うそっ!!
二人が同好会に……!?
「ほら、私たち秘密を共有する仲間じゃん?」
と、コソッと耳元で言われる。
秘密…それは私の力のことだ。
「同好会の先輩たちも秘密を知ってる仲間なんでしょ? だったらもう同好会に入って自由に色々話したいなーって思ったの」
「……うんっ、嬉しいっ。 大歓迎だよっ」
「よかった。 そ・れ・に、芽衣子の想い人がどんな先輩かも知りたいし?」
「お、想い人って……先輩はそういうのじゃないってばー……」
「ふふっ。 今はそういうことにしておくっ」
……もう。 違うのに……。
もちろん桜井先輩のことは好きだけど、恋愛の好きとは違う。 って自分でハッキリわかってる。

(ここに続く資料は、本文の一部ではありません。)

use std::path::Path;
use tokio::process::Command;
use tracing::debug;

use crate::error::{PipelineError, Result};

/// Sample rate expected by the speech models
pub const AUDIO_SAMPLE_RATE: u32 = 16_000;

/// Abstract media processing command representation
#[derive(Debug, Clone)]
pub struct MediaCommand {
    pub binary_path: String,
    pub args: Vec<String>,
    pub description: String,
}

impl MediaCommand {
    /// Create a new media processing command
    pub fn new<S1: Into<String>, S2: Into<String>>(binary_path: S1, description: S2) -> Self {
        Self {
            binary_path: binary_path.into(),
            args: Vec::new(),
            description: description.into(),
        }
    }

    /// Add an argument
    pub fn arg<S: Into<String>>(mut self, arg: S) -> Self {
        self.args.push(arg.into());
        self
    }

    /// Add multiple arguments
    pub fn args<I, S>(mut self, args: I) -> Self
    where
        I: IntoIterator<Item = S>,
        S: Into<String>,
    {
        self.args.extend(args.into_iter().map(|s| s.into()));
        self
    }

    /// Add input file
    pub fn input<P: AsRef<Path>>(self, path: P) -> Self {
        self.arg("-i").arg(path.as_ref().to_string_lossy().to_string())
    }

    /// Add output file
    pub fn output<P: AsRef<Path>>(self, path: P) -> Self {
        self.arg(path.as_ref().to_string_lossy().to_string())
    }

    /// Force overwrite output
    pub fn overwrite(self) -> Self {
        self.arg("-y")
    }

    /// Set video codec
    pub fn video_codec<S: Into<String>>(self, codec: S) -> Self {
        self.arg("-c:v").arg(codec)
    }

    /// Set audio codec
    pub fn audio_codec<S: Into<String>>(self, codec: S) -> Self {
        self.arg("-acodec").arg(codec)
    }

    /// Copy audio stream
    pub fn copy_audio(self) -> Self {
        self.arg("-c:a").arg("copy")
    }

    /// Disable video
    pub fn no_video(self) -> Self {
        self.arg("-vn")
    }

    /// Set audio sample rate
    pub fn audio_sample_rate(self, rate: u32) -> Self {
        self.arg("-ar").arg(rate.to_string())
    }

    /// Set audio channels
    pub fn audio_channels(self, channels: u32) -> Self {
        self.arg("-ac").arg(channels.to_string())
    }

    /// Add video filter
    pub fn video_filter<S: Into<String>>(self, filter: S) -> Self {
        self.arg("-vf").arg(filter)
    }

    /// Execute the command, returning stdout on success
    pub async fn execute(&self) -> Result<String> {
        debug!("Executing media processing command: {} {:?}", self.binary_path, self.args);
        debug!("Description: {}", self.description);

        let output = Command::new(&self.binary_path)
            .args(&self.args)
            .output()
            .await
            .map_err(|e| PipelineError::Media(format!("Failed to execute media processor: {}", e)))?;

        if !output.status.success() {
            let stderr = String::from_utf8_lossy(&output.stderr);
            return Err(PipelineError::Media(format!(
                "{} failed ({}): {}",
                self.description,
                output.status,
                stderr.trim()
            )));
        }

        Ok(String::from_utf8_lossy(&output.stdout).into_owned())
    }
}

/// `subtitles=` filter argument with the path quoted for ffmpeg's filter parser
pub fn subtitles_filter<P: AsRef<Path>>(subtitle_path: P) -> String {
    let path = subtitle_path.as_ref().to_string_lossy().replace('\'', r"'\''");
    format!("subtitles='{}'", path)
}

/// Builder for the encoder invocations the pipeline needs
pub struct MediaCommandBuilder {
    binary_path: String,
}

impl MediaCommandBuilder {
    /// Create a new command builder
    pub fn new<S: Into<String>>(binary_path: S) -> Self {
        Self {
            binary_path: binary_path.into(),
        }
    }

    /// Build subtitle burn-in command: video re-encoded, audio copied
    pub fn embed_subtitles<P: AsRef<Path>>(
        &self,
        video_path: P,
        subtitle_path: P,
        output_path: P,
        encoding_options: &[String],
    ) -> MediaCommand {
        MediaCommand::new(&self.binary_path, "Subtitle embedding")
            .overwrite()
            .input(&video_path)
            .video_filter(subtitles_filter(&subtitle_path))
            .video_codec("libx264")
            .copy_audio()
            .args(encoding_options.iter().cloned())
            .output(output_path)
    }

    /// Build audio extraction command: 16-bit PCM, 16 kHz, mono
    pub fn extract_audio<P: AsRef<Path>>(&self, video_path: P, audio_path: P) -> MediaCommand {
        MediaCommand::new(&self.binary_path, "Audio extraction")
            .overwrite()
            .input(video_path)
            .no_video()
            .audio_codec("pcm_s16le")
            .audio_sample_rate(AUDIO_SAMPLE_RATE)
            .audio_channels(1)
            .output(audio_path)
    }

    /// Build version check command
    pub fn version_check(&self) -> MediaCommand {
        MediaCommand::new(&self.binary_path, "Version check").arg("-version")
    }
}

まぁ…単純に、恋愛の方の好きを知らないってだけだけど……。
桜井先輩と同じように梨乃先輩のことも好きだし、郁也先輩のことも好き。
それに、今は倉本くんに対しても同じような気持ちを持っている。
大切な友達で、仲間で、信頼できる人たち。
だから私はみんなのことが好きなんだ。
「……先に言っておくけど、桜井先輩は変人だからね?」
「へぇ? それはますます会ってみたいかも」
「ついでに言うと、同好会に居る時の倉本くんはキャラ変しててヤバいです」
「マジ? 同好会ヤバすぎじゃん、チョー楽しみなんですけどっ」
……すっかりノリノリで、むしろ余計に楽しみになったみたい。
まぁ……いっか。
もしも先輩や倉本くんのアホっぷりを見て心底引かれたとしても、それはそれで良い思い出になるはず……いや、ならないか……?
とにかく。
教室以外でも二人と一緒に居られるのは、凄く凄く嬉しいことだ。
「女子が増えたっ」って梨乃先輩も喜びそうだしね。
そのあと私と沙綾ちゃんは、他の人に聞こえないように気をつけながら同好会の話を続けた。

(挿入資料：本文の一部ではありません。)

use async_trait::async_trait;
use reqwest::Client;
use serde::{Deserialize, Serialize};
use serde_json::json;
use std::time::Duration;
use tracing::{debug, info};

use super::TranslationBackend;
use crate::config::TranslateConfig;
use crate::error::{PipelineError, Result};
use crate::language::Language;

#[derive(Debug, Clone, Serialize, Deserialize)]
pub struct GenerateRequest {
    pub model: String,
    pub prompt: String,
    pub stream: bool,
    pub format: String,
}

#[derive(Debug, Clone, Serialize, Deserialize)]
pub struct GenerateResponse {
    pub response: String,
    pub done: bool,
}

#[derive(Debug, Clone, Serialize, Deserialize)]
pub struct TranslationResult {
    pub text: String,
}

/// Translation through a local Ollama model
pub struct OllamaBackend {
    client: Client,
    endpoint: String,
    model: String,
}

impl OllamaBackend {
    pub fn new(config: &TranslateConfig) -> Result<Self> {
        let client = Client::builder()
            .timeout(Duration::from_secs(config.timeout_secs))
            .build()?;

        Ok(Self {
            client,
            endpoint: config.endpoint.trim_end_matches('/').to_string(),
            model: config.model.clone(),
        })
    }
}

/// Prompt asking for a JSON `{"text": ...}` reply
fn build_prompt(text: &str, source_code: &str, target_code: &str) -> String {
    let source_name = language_name(source_code);
    let target_name = language_name(target_code);

    format!(
        "You are a professional subtitle translator.\n\
         \n\
         Translate the following {} subtitle line to {} ONLY.\n\
         Return ONLY the translation in JSON format as {{\"text\":\"your {} translation here\"}}.\n\
         Do not include any explanations, alternatives, or text in other languages.\n\
         \n\
         Text to translate: \"{}\"\n",
        source_name, target_name, target_name, text
    )
}

fn language_name(code: &str) -> String {
    code.parse::<Language>()
        .map(|lang| lang.name().to_string())
        .unwrap_or_else(|_| code.to_string())
}

/// Pull the translation out of a free-form reply when the model ignored the JSON format
fn clean_response(response: &str) -> String {
    response
        .lines()
        .map(str::trim)
        .find(|line| {
            !line.is_empty()
                && !line.starts_with("Here ")
                && !line.starts_with("Translation:")
                && !(line.starts_with("**") && line.ends_with("**"))
        })
        .unwrap_or_else(|| response.trim())
        .trim_matches('"')
        .to_string()
}

/// Parse a raw `response` field from /api/generate
pub fn parse_reply(raw: &str) -> Result<String> {
    let raw = raw.trim();
    if raw.is_empty() {
        return Err(PipelineError::Translation("Empty translation received".to_string()));
    }

    if let Ok(result) = serde_json::from_str::<TranslationResult>(raw) {
        return Ok(result.text.trim().to_string());
    }

    Ok(clean_response(raw))
}

#[async_trait]
impl TranslationBackend for OllamaBackend {
    async fn translate(&self, source_code: &str, target_code: &str, text: &str) -> Result<String> {
        let request = GenerateRequest {
            model: self.model.clone(),
            prompt: build_prompt(text, source_code, target_code),
            stream: false,
            format: "json".to_string(),
        };

        let url = format!("{}/api/generate", self.endpoint);
        debug!("Sending translation request to: {}", url);

        let response = self
            .client
            .post(&url)
            .json(&request)
            .send()
            .await
            .map_err(|e| PipelineError::Translation(format!("HTTP request failed: {}", e)))?;

        if !response.status().is_success() {
            let status = response.status();
            let error_text = response.text().await.unwrap_or_default();
            return Err(PipelineError::Translation(format!(
                "Ollama API error {}: {}",
                status, error_text
            )));
        }

        let generated: GenerateResponse = response
            .json()
            .await
            .map_err(|e| PipelineError::Translation(format!("Failed to parse response: {}", e)))?;

        debug!("Raw Ollama response: {}", generated.response);
        parse_reply(&generated.response)
    }

    /// Ollama is reachable and the model is pulled
    async fn check_availability(&self) -> Result<()> {
        let url = format!("{}/api/show", self.endpoint);

        let response = self
            .client
            .post(&url)
            .json(&json!({ "name": self.model }))
            .send()
            .await
            .map_err(|e| PipelineError::Translation(format!("Failed to connect to Ollama: {}", e)))?;

        if response.status().is_success() {
            info!("Ollama model '{}' is available", self.model);
            Ok(())
        } else {
            Err(PipelineError::Translation(format!(
                "Ollama model '{}' not found. Please pull the model first: ollama pull {}",
                self.model, self.model
            )))
        }
    }
}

明るくて楽しい梨乃先輩、爽やかな笑顔が素敵な郁也先輩、そして幽霊大好きな変人の桜井先輩。
敬愛してる先輩たちのことを知ってもらえるのは嬉しいし、それを楽しそうに聞いてくれるのも嬉しい。
そうやって沙綾ちゃんと色々な話をしてるうちに、あっという間にバスは学校に到着した。